> **BRIEF**: Retype each line of the listing. Do not alter anything.

── THE DATA ──

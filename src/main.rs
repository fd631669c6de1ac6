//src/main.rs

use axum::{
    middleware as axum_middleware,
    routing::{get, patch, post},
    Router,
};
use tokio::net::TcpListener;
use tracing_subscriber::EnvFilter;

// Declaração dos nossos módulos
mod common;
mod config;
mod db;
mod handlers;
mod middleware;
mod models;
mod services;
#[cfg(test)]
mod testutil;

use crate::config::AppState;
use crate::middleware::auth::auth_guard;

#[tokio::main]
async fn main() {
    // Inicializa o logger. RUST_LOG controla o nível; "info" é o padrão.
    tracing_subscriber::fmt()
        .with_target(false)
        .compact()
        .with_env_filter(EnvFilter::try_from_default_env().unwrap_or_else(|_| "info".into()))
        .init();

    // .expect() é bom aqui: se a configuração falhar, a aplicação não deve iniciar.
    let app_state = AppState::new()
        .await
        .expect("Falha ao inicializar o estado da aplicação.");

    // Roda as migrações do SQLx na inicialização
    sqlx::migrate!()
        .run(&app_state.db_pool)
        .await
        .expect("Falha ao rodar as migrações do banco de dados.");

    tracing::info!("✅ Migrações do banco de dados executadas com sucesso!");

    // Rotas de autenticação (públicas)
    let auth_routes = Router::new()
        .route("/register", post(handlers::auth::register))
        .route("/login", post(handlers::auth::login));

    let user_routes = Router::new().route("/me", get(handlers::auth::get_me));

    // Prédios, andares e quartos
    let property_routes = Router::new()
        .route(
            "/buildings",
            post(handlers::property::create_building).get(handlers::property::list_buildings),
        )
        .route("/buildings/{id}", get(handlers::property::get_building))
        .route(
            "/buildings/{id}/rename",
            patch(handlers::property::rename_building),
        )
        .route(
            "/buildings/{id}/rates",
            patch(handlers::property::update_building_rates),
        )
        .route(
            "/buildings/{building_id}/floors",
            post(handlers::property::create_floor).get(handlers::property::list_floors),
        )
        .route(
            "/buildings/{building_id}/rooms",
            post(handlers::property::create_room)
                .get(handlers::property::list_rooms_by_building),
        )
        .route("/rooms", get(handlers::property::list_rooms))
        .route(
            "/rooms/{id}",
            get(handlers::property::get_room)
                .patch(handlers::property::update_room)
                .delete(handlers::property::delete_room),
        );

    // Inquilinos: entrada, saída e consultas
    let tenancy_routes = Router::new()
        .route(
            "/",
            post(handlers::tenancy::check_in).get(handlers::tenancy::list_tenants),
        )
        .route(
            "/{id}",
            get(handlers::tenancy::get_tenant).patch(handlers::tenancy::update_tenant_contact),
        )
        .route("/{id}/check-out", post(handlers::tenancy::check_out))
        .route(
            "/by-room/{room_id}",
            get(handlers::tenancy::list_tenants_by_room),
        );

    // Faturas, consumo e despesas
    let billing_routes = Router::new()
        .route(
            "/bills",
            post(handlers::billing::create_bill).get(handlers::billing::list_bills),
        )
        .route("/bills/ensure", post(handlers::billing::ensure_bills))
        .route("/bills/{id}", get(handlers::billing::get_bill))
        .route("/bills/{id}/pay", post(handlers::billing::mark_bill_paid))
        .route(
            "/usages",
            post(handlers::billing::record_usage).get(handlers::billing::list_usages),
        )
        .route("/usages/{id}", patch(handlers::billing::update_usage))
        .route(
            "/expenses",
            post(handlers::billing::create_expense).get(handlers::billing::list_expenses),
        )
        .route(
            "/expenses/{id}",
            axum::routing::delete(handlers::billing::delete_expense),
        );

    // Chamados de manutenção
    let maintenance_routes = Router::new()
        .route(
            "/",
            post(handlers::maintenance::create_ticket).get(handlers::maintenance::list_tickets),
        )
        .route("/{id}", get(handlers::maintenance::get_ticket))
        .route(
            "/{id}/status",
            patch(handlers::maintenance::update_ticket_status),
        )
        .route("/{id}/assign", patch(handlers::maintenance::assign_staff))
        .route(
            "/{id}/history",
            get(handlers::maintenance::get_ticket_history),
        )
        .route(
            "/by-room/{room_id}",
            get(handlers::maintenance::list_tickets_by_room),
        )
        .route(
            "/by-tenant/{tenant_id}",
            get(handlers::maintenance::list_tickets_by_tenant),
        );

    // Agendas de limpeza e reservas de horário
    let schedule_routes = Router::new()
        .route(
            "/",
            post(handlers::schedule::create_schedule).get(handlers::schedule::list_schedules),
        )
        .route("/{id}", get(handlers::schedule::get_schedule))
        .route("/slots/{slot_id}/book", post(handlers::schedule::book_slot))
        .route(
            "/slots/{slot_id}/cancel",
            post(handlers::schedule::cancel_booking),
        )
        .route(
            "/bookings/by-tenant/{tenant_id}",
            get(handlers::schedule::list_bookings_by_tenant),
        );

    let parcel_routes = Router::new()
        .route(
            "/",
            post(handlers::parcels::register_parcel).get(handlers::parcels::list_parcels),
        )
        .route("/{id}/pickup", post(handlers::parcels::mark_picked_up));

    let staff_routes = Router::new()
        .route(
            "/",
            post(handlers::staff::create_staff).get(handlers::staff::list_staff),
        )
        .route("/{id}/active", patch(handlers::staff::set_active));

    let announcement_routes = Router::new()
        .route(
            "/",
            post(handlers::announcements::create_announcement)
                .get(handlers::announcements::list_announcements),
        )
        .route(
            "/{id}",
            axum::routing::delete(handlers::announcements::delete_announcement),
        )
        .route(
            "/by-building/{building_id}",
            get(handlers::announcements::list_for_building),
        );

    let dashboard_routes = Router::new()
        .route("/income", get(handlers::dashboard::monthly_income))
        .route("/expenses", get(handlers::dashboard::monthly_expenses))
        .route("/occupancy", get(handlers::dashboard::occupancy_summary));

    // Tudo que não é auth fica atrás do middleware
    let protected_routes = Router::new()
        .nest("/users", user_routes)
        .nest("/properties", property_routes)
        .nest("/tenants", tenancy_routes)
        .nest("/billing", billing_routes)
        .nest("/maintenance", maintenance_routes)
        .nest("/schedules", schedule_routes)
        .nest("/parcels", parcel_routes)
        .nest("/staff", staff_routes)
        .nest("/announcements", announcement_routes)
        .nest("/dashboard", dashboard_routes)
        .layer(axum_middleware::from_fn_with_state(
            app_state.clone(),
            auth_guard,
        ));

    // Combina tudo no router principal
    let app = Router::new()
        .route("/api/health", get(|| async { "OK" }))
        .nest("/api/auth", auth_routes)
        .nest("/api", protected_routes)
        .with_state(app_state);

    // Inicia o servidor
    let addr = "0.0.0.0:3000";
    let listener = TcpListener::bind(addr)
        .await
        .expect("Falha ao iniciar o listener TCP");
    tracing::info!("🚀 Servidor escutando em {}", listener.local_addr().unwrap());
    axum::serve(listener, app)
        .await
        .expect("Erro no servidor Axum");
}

───

> **RESULT OF THIS TASK**:
filename src/main.rs
repository fd631669c6de1ac6
//src/main.rs

use axum::{
    middleware as axum_middleware,
    routing::{get, patch, post},
    Router,
};
use tokio::net::TcpListener;
use tracing_subscriber::EnvFilter;

// Declaração dos nossos módulos
mod common;
mod config;
mod db;
mod handlers;
mod middleware;
mod models;
mod services;
#[cfg(test)]
mod testutil;

use crate::config::AppState;
use crate::middleware::auth::auth_guard;

#[tokio::main]
async fn main() {
    // Inicializa o logger. RUST_LOG controla o nível; "info" é o padrão.
    tracing_subscriber::fmt()
        .with_target(false)
        .compact()
        .with_env_filter(EnvFilter::try_from_default_env().unwrap_or_else(|_| "info".into()))
        .init();

    // .expect() é bom aqui: se a configuração falhar, a aplicação não deve iniciar.
    let app_state = AppState::new()
        .await
        .expect("Falha ao inicializar o estado da aplicação.");

    // Roda as migrações do SQLx na inicialização
    sqlx::migrate!()
        .run(&app_state.db_pool)
        .await
        .expect("Falha ao rodar as migrações do banco de dados.");

    tracing::info!("✅ Migrações do banco de dados executadas com sucesso!");

    // Rotas de autenticação (públicas)
    let auth_routes = Router::new()
        .route("/register", post(handlers::auth::register))
        .route("/login", post(handlers::auth::login));

    let user_routes = Router::new().route("/me", get(handlers::auth::get_me));

    // Prédios, andares e quartos
    let property_routes = Router::new()
        .route(
            "/buildings",
            post(handlers::property::create_building).get(handlers::property::list_buildings),
        )
        .route("/buildings/{id}", get(handlers::property::get_building))
        .route(
            "/buildings/{id}/rename",
            patch(handlers::property::rename_building),
        )
        .route(
            "/buildings/{id}/rates",
            patch(handlers::property::update_building_rates),
        )
        .route(
            "/buildings/{building_id}/floors",
            post(handlers::property::create_floor).get(handlers::property::list_floors),
        )
        .route(
            "/buildings/{building_id}/rooms",
            post(handlers::property::create_room)
                .get(handlers::property::list_rooms_by_building),
        )
        .route("/rooms", get(handlers::property::list_rooms))
        .route(
            "/rooms/{id}",
            get(handlers::property::get_room)
                .patch(handlers::property::update_room)
                .delete(handlers::property::delete_room),
        );

    // Inquilinos: entrada, saída e consultas
    let tenancy_routes = Router::new()
        .route(
            "/",
            post(handlers::tenancy::check_in).get(handlers::tenancy::list_tenants),
        )
        .route(
            "/{id}",
            get(handlers::tenancy::get_tenant).patch(handlers::tenancy::update_tenant_contact),
        )
        .route("/{id}/check-out", post(handlers::tenancy::check_out))
        .route(
            "/by-room/{room_id}",
            get(handlers::tenancy::list_tenants_by_room),
        );

    // Faturas, consumo e despesas
    let billing_routes = Router::new()
        .route(
            "/bills",
            post(handlers::billing::create_bill).get(handlers::billing::list_bills),
        )
        .route("/bills/ensure", post(handlers::billing::ensure_bills))
        .route("/bills/{id}", get(handlers::billing::get_bill))
        .route("/bills/{id}/pay", post(handlers::billing::mark_bill_paid))
        .route(
            "/usages",
            post(handlers::billing::record_usage).get(handlers::billing::list_usages),
        )
        .route("/usages/{id}", patch(handlers::billing::update_usage))
        .route(
            "/expenses",
            post(handlers::billing::create_expense).get(handlers::billing::list_expenses),
        )
        .route(
            "/expenses/{id}",
            axum::routing::delete(handlers::billing::delete_expense),
        );

    // Chamados de manutenção
    let maintenance_routes = Router::new()
        .route(
            "/",
            post(handlers::maintenance::create_ticket).get(handlers::maintenance::list_tickets),
        )
        .route("/{id}", get(handlers::maintenance::get_ticket))
        .route(
            "/{id}/status",
            patch(handlers::maintenance::update_ticket_status),
        )
        .route("/{id}/assign", patch(handlers::maintenance::assign_staff))
        .route(
            "/{id}/history",
            get(handlers::maintenance::get_ticket_history),
        )
        .route(
            "/by-room/{room_id}",
            get(handlers::maintenance::list_tickets_by_room),
        )
        .route(
            "/by-tenant/{tenant_id}",
            get(handlers::maintenance::list_tickets_by_tenant),
        );

    // Agendas de limpeza e reservas de horário
    let schedule_routes = Router::new()
        .route(
            "/",
            post(handlers::schedule::create_schedule).get(handlers::schedule::list_schedules),
        )
        .route("/{id}", get(handlers::schedule::get_schedule))
        .route("/slots/{slot_id}/book", post(handlers::schedule::book_slot))
        .route(
            "/slots/{slot_id}/cancel",
            post(handlers::schedule::cancel_booking),
        )
        .route(
            "/bookings/by-tenant/{tenant_id}",
            get(handlers::schedule::list_bookings_by_tenant),
        );

    let parcel_routes = Router::new()
        .route(
            "/",
            post(handlers::parcels::register_parcel).get(handlers::parcels::list_parcels),
        )
        .route("/{id}/pickup", post(handlers::parcels::mark_picked_up));

    let staff_routes = Router::new()
        .route(
            "/",
            post(handlers::staff::create_staff).get(handlers::staff::list_staff),
        )
        .route("/{id}/active", patch(handlers::staff::set_active));

    let announcement_routes = Router::new()
        .route(
            "/",
            post(handlers::announcements::create_announcement)
                .get(handlers::announcements::list_announcements),
        )
        .route(
            "/{id}",
            axum::routing::delete(handlers::announcements::delete_announcement),
        )
        .route(
            "/by-building/{building_id}",
            get(handlers::announcements::list_for_building),
        );

    let dashboard_routes = Router::new()
        .route("/income", get(handlers::dashboard::monthly_income))
        .route("/expenses", get(handlers::dashboard::monthly_expenses))
        .route("/occupancy", get(handlers::dashboard::occupancy_summary));

    // Tudo que não é auth fica atrás do middleware
    let protected_routes = Router::new()
        .nest("/users", user_routes)
        .nest("/properties", property_routes)
        .nest("/tenants", tenancy_routes)
        .nest("/billing", billing_routes)
        .nest("/maintenance", maintenance_routes)
        .nest("/schedules", schedule_routes)
        .nest("/parcels", parcel_routes)
        .nest("/staff", staff_routes)
        .nest("/announcements", announcement_routes)
        .nest("/dashboard", dashboard_routes)
        .layer(axum_middleware::from_fn_with_state(
            app_state.clone(),
            auth_guard,
        ));

    // Combina tudo no router principal
    let app = Router::new()
        .route("/api/health", get(|| async { "OK" }))
        .nest("/api/auth", auth_routes)
        .nest("/api", protected_routes)
        .with_state(app_state);

    // Inicia o servidor
    let addr = "0.0.0.0:3000";
    let listener = TcpListener::bind(addr)
        .await
        .expect("Falha ao iniciar o listener TCP");
    tracing::info!("🚀 Servidor escutando em {}", listener.local_addr().unwrap());
    axum::serve(listener, app)
        .await
        .expect("Erro no servidor Axum");
}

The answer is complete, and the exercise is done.